• Assignment:
Nothing may be left out, so copy every entry exactly.
_____
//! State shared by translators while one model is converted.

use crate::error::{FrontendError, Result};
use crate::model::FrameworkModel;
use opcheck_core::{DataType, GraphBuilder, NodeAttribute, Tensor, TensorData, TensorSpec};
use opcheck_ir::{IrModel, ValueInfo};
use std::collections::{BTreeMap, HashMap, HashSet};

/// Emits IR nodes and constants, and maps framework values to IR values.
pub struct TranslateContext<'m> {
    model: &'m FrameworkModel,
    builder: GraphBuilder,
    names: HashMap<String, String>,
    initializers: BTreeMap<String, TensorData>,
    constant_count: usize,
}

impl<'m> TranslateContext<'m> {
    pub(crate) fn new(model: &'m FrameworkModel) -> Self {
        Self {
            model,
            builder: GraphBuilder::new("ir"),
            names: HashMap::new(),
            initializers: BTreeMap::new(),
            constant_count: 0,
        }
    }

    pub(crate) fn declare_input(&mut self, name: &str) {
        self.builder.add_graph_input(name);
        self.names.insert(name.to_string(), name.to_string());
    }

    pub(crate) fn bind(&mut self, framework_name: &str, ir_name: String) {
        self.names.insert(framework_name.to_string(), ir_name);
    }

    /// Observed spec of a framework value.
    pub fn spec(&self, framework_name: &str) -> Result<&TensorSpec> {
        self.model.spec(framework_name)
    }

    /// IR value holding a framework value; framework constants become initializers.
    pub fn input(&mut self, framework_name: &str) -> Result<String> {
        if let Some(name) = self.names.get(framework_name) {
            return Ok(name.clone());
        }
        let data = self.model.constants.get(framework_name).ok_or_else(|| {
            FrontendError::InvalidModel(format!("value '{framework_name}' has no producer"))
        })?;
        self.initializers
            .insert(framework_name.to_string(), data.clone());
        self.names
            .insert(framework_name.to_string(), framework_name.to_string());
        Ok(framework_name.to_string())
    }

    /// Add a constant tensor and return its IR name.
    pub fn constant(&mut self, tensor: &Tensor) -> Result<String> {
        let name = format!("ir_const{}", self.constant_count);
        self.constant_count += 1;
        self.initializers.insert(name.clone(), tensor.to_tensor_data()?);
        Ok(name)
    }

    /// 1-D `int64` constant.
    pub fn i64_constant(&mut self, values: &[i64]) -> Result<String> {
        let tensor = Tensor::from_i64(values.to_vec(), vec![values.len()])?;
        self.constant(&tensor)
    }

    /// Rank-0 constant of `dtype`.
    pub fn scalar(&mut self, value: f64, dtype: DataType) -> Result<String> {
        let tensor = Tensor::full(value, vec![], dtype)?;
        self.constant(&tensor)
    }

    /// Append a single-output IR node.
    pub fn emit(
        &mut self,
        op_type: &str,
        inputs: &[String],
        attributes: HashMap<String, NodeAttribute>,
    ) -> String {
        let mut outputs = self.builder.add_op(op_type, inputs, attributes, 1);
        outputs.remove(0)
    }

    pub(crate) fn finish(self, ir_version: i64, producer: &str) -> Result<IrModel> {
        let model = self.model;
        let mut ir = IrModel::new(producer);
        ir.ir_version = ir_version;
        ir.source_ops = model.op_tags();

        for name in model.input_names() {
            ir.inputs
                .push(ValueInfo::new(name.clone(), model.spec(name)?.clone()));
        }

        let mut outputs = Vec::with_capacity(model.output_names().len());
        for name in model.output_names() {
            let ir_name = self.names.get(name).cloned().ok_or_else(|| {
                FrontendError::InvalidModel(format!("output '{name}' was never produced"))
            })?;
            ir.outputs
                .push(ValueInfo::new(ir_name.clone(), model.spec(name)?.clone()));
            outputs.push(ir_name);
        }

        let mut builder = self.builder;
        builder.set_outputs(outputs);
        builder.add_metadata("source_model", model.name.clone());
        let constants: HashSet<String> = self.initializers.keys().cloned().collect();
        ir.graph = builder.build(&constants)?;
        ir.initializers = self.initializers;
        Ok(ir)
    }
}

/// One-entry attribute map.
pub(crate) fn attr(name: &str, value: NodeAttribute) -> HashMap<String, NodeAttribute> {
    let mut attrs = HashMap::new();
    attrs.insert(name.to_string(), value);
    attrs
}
_____
• Task solution:
//! State shared by translators while one model is converted.

use crate::error::{FrontendError, Result};
use crate::model::FrameworkModel;
use opcheck_core::{DataType, GraphBuilder, NodeAttribute, Tensor, TensorData, TensorSpec};
use opcheck_ir::{IrModel, ValueInfo};
use std::collections::{BTreeMap, HashMap, HashSet};

/// Emits IR nodes and constants, and maps framework values to IR values.
pub struct TranslateContext<'m> {
    model: &'m FrameworkModel,
    builder: GraphBuilder,
    names: HashMap<String, String>,
    initializers: BTreeMap<String, TensorData>,
    constant_count: usize,
}

impl<'m> TranslateContext<'m> {
    pub(crate) fn new(model: &'m FrameworkModel) -> Self {
        Self {
            model,
            builder: GraphBuilder::new("ir"),
            names: HashMap::new(),
            initializers: BTreeMap::new(),
            constant_count: 0,
        }
    }

    pub(crate) fn declare_input(&mut self, name: &str) {
        self.builder.add_graph_input(name);
        self.names.insert(name.to_string(), name.to_string());
    }

    pub(crate) fn bind(&mut self, framework_name: &str, ir_name: String) {
        self.names.insert(framework_name.to_string(), ir_name);
    }

    /// Observed spec of a framework value.
    pub fn spec(&self, framework_name: &str) -> Result<&TensorSpec> {
        self.model.spec(framework_name)
    }

    /// IR value holding a framework value; framework constants become initializers.
    pub fn input(&mut self, framework_name: &str) -> Result<String> {
        if let Some(name) = self.names.get(framework_name) {
            return Ok(name.clone());
        }
        let data = self.model.constants.get(framework_name).ok_or_else(|| {
            FrontendError::InvalidModel(format!("value '{framework_name}' has no producer"))
        })?;
        self.initializers
            .insert(framework_name.to_string(), data.clone());
        self.names
            .insert(framework_name.to_string(), framework_name.to_string());
        Ok(framework_name.to_string())
    }

    /// Add a constant tensor and return its IR name.
    pub fn constant(&mut self, tensor: &Tensor) -> Result<String> {
        let name = format!("ir_const{}", self.constant_count);
        self.constant_count += 1;
        self.initializers.insert(name.clone(), tensor.to_tensor_data()?);
        Ok(name)
    }

    /// 1-D `int64` constant.
    pub fn i64_constant(&mut self, values: &[i64]) -> Result<String> {
        let tensor = Tensor::from_i64(values.to_vec(), vec![values.len()])?;
        self.constant(&tensor)
    }

    /// Rank-0 constant of `dtype`.
    pub fn scalar(&mut self, value: f64, dtype: DataType) -> Result<String> {
        let tensor = Tensor::full(value, vec![], dtype)?;
        self.constant(&tensor)
    }

    /// Append a single-output IR node.
    pub fn emit(
        &mut self,
        op_type: &str,
        inputs: &[String],
        attributes: HashMap<String, NodeAttribute>,
    ) -> String {
        let mut outputs = self.builder.add_op(op_type, inputs, attributes, 1);
        outputs.remove(0)
    }

    pub(crate) fn finish(self, ir_version: i64, producer: &str) -> Result<IrModel> {
        let model = self.model;
        let mut ir = IrModel::new(producer);
        ir.ir_version = ir_version;
        ir.source_ops = model.op_tags();

        for name in model.input_names() {
            ir.inputs
                .push(ValueInfo::new(name.clone(), model.spec(name)?.clone()));
        }

        let mut outputs = Vec::with_capacity(model.output_names().len());
        for name in model.output_names() {
            let ir_name = self.names.get(name).cloned().ok_or_else(|| {
                FrontendError::InvalidModel(format!("output '{name}' was never produced"))
            })?;
            ir.outputs
                .push(ValueInfo::new(ir_name.clone(), model.spec(name)?.clone()));
            outputs.push(ir_name);
        }

        let mut builder = self.builder;
        builder.set_outputs(outputs);
        builder.add_metadata("source_model", model.name.clone());
        let constants: HashSet<String> = self.initializers.keys().cloned().collect();
        ir.graph = builder.build(&constants)?;
        ir.initializers = self.initializers;
        Ok(ir)
    }
}

/// One-entry attribute map.
pub(crate) fn attr(name: &str, value: NodeAttribute) -> HashMap<String, NodeAttribute> {
    let mut attrs = HashMap::new();
    attrs.insert(name.to_string(), value);
    attrs
}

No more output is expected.